Keywords: Accuracy, Harms, Magerl, Robot‐assisted surgery, Upper cervical spine
Introduction
The atlantoaxial joint acts as a highly mobile hinge joint at the craniocervical junction. Atlantoaxial deformity usually causes serious bulbomedullary compressive lesions, which mainly results from upper cervical spinal instability and manifests as spinal cord dysfunction. Internal fixation is the mainstay treatment for atlantoaxial instability1, 2. The initial method for atlantoaxial fixation was using steel wire and laminar clamps; however, it cannot provide enough strength; even with external fixation, the atlantoaxial fixation failure rate was still high3, 4, 5. As the fixation technique has developed over the past few decades, the instrumentation for atlantoaxial fixation has been greatly updated, and several types of fixation methods have been reported and applied in surgery6, 7. The most commonly used methods for atlantoaxial fixation were atlantoaxial transarticular facet screws (Magerl technique)8, 9 or atlantal lateral mass screws combined with axial pedicle screws (Harms technique)10, 11. Both methods can provide rigid fixation and have a high fusion rate.

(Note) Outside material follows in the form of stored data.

//! Minimal reads over the compact JSON AST emitted by solc.

use serde_json::Value;

#[derive(Debug, Clone, Copy, PartialEq, Eq)]
pub enum ContractKind {
  Contract,
  Interface,
  Library,
}

#[derive(Debug, Clone, PartialEq, Eq)]
pub struct ContractDefinition {
  pub name: String,
  pub kind: ContractKind,
  pub is_abstract: bool,
  /// Byte offset of the definition in its source file.
  pub start: usize,
}

impl ContractDefinition {
  pub fn is_deployable(&self) -> bool {
    self.kind == ContractKind::Contract && !self.is_abstract
  }
}

/// Top-level contract definitions of a source unit, in source order.
pub fn contract_definitions(ast: &Value) -> Vec<ContractDefinition> {
  let Some(nodes) = ast.get("nodes").and_then(Value::as_array) else {
    return Vec::new();
  };

  let mut definitions: Vec<ContractDefinition> = nodes
    .iter()
    .filter(|node| node.get("nodeType").and_then(Value::as_str) == Some("ContractDefinition"))
    .filter_map(|node| {
      let name = node.get("name")?.as_str()?.to_string();
      let kind = match node.get("contractKind").and_then(Value::as_str) {
        Some("interface") => ContractKind::Interface,
        Some("library") => ContractKind::Library,
        _ => ContractKind::Contract,
      };
      // `abstract` exists from 0.6; older compilers only report `fullyImplemented`
      let is_abstract = node
        .get("abstract")
        .and_then(Value::as_bool)
        .or_else(|| {
          node
            .get("fullyImplemented")
            .and_then(Value::as_bool)
            .map(|implemented| !implemented)
        })
        .unwrap_or(false);
      Some(ContractDefinition {
        name,
        kind,
        is_abstract,
        start: src_start(node.get("src")).unwrap_or(0),
      })
    })
    .collect();

  definitions.sort_by_key(|definition| definition.start);
  definitions
}

fn src_start(src: Option<&Value>) -> Option<usize> {
  match src? {
    Value::String(text) => text.split(':').next()?.parse().ok(),
    Value::Object(map) => map.get("start")?.as_u64().map(|start| start as usize),
    _ => None,
  }
}
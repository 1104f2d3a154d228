use std::fmt::Write;

use super::{lint_level, Report};

pub(super) fn render(report: &Report) -> String {
  let mut rows = String::new();
  for issue in &report.issues {
    let _ = writeln!(
      rows,
      "      <tr class=\"{}\"><td>{}</td><td>{}</td><td>{}</td><td>{}</td><td>{}</td><td>{}</td></tr>",
      lint_level(issue.severity),
      escape(&issue.file_path),
      issue.line,
      issue.column,
      escape(issue.severity.as_str()),
      escape(&issue.rule_id),
      escape(&issue.message),
    );
    if !issue.detail.is_empty() {
      let _ = writeln!(
        rows,
        "      <tr class=\"detail\"><td colspan=\"6\">{}</td></tr>",
        escape(&issue.detail)
      );
    }
  }

  let title = format!(
    "Analysis report for {} ({})",
    escape(&report.contract),
    escape(&report.file)
  );
  format!(
    r#"<!DOCTYPE html>
<html>
  <head>
    <meta charset="utf-8">
    <title>{title}</title>
    <style>
      body {{ font-family: sans-serif; margin: 2em; }}
      table {{ border-collapse: collapse; width: 100%; }}
      th, td {{ border: 1px solid #ccc; padding: 4px 8px; text-align: left; }}
      tr.error td {{ background: #fdecea; }}
      tr.warning td {{ background: #fff8e1; }}
      tr.detail td {{ color: #555; font-size: 0.9em; }}
    </style>
  </head>
  <body>
    <h1>{title}</h1>
    <p>{count} issue(s) found.</p>
    <table>
      <tr><th>File</th><th>Line</th><th>Column</th><th>Severity</th><th>Rule</th><th>Message</th></tr>
{rows}    </table>
  </body>
</html>"#,
    count = report.issues.len(),
  )
}

fn escape(text: &str) -> String {
  let mut out = String::with_capacity(text.len());
  for ch in text.chars() {
    match ch {
      '&' => out.push_str("&amp;"),
      '<' => out.push_str("&lt;"),
      '>' => out.push_str("&gt;"),
      '"' => out.push_str("&quot;"),
      '\'' => out.push_str("&#39;"),
      other => out.push(other),
    }
  }
  out
}

#[cfg(test)]
mod tests {
  use super::*;
  use crate::report::tests::report;

  #[test]
  fn escapes_every_field() {
    let mut report = report();
    report.contract = "<Token>".into();
    report.issues[0].message = "a < b && \"c\"".into();
    report.issues[0].detail = "<script>alert('x')</script>".into();

    let out = render(&report);
    assert!(out.starts_with("<!DOCTYPE html>"));
    assert!(out.contains("&lt;Token&gt;"));
    assert!(out.contains("a &lt; b &amp;&amp; &quot;c&quot;"));
    assert!(out.contains("&lt;script&gt;alert(&#39;x&#39;)&lt;/script&gt;"));
    assert!(!out.contains("<script>"));
    assert!(out.contains("3 issue(s) found."));
  }
}
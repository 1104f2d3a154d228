use super::Report;

pub(super) fn render(report: &Report) -> String {
  report
    .issues
    .iter()
    .map(|issue| {
      format!(
        "{}: line {}, col {}, {} - {} ({})",
        issue.file_path, issue.line, issue.column, issue.severity, issue.message, issue.rule_id
      )
    })
    .collect::<Vec<_>>()
    .join("\n")
}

The craniocervical junction comprises complicated anatomical structures, including the atlantoaxial joint, adjacent ligaments, vertebral arteries, and the spinal cord12. To make it worse, deformities over the upper cervical spine have aberrant anatomy of both the cervical vertebra structure and the vertebral artery route in individuals13, 14, 15, 16. As a result, the screw placement is a highly risky procedure, which may result in screw perforations and high vertebral artery injury rate17, 18. The internal fixation in the settings of atlantoaxial instability is regarded as challenging, especially in patients with craniocervical anomalies19.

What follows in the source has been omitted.